TASK PROMPT
Each line from the one containing "a fresh token." to the end of the records below should be restated word for word; please leave out all other lines.

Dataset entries
####################

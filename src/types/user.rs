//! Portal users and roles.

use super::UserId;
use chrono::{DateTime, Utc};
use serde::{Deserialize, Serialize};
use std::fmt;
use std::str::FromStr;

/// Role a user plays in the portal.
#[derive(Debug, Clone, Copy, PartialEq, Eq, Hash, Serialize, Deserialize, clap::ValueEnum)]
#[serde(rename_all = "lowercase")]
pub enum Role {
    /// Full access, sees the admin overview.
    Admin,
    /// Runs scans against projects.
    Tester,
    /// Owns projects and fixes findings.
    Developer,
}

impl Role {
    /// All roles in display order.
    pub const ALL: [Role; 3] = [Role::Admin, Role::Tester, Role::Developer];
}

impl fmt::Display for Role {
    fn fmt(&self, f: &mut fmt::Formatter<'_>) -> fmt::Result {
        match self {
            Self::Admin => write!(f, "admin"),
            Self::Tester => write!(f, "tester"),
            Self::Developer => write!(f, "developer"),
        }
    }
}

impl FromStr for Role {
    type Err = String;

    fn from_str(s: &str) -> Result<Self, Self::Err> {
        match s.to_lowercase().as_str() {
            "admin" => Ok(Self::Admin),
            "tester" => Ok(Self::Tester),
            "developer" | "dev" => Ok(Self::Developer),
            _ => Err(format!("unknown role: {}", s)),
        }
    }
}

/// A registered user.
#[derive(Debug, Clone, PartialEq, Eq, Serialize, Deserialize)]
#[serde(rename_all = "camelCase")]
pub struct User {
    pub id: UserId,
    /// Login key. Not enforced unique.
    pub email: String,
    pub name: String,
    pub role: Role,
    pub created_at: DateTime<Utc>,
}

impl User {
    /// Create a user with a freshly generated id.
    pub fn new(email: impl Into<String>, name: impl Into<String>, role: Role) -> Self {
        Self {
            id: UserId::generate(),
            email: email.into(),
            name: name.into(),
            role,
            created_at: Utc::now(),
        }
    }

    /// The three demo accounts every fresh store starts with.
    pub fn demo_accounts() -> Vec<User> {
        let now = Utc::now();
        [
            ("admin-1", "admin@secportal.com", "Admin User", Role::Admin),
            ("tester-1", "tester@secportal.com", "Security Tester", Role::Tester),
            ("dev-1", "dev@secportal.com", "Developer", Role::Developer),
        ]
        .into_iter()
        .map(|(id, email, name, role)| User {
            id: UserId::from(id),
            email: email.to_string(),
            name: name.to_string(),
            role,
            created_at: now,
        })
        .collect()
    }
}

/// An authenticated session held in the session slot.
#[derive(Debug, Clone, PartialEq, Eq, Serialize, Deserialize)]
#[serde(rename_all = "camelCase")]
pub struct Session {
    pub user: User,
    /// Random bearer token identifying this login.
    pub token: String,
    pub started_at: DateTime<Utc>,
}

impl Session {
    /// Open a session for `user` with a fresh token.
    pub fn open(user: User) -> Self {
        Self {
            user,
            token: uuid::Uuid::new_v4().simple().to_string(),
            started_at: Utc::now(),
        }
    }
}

####################

ANSWER BELOW
    /// Open a session for `user` with a fresh token.
    pub fn open(user: User) -> Self {
        Self {
            user,
            token: uuid::Uuid::new_v4().simple().to_string(),
            started_at: Utc::now(),
        }
    }
}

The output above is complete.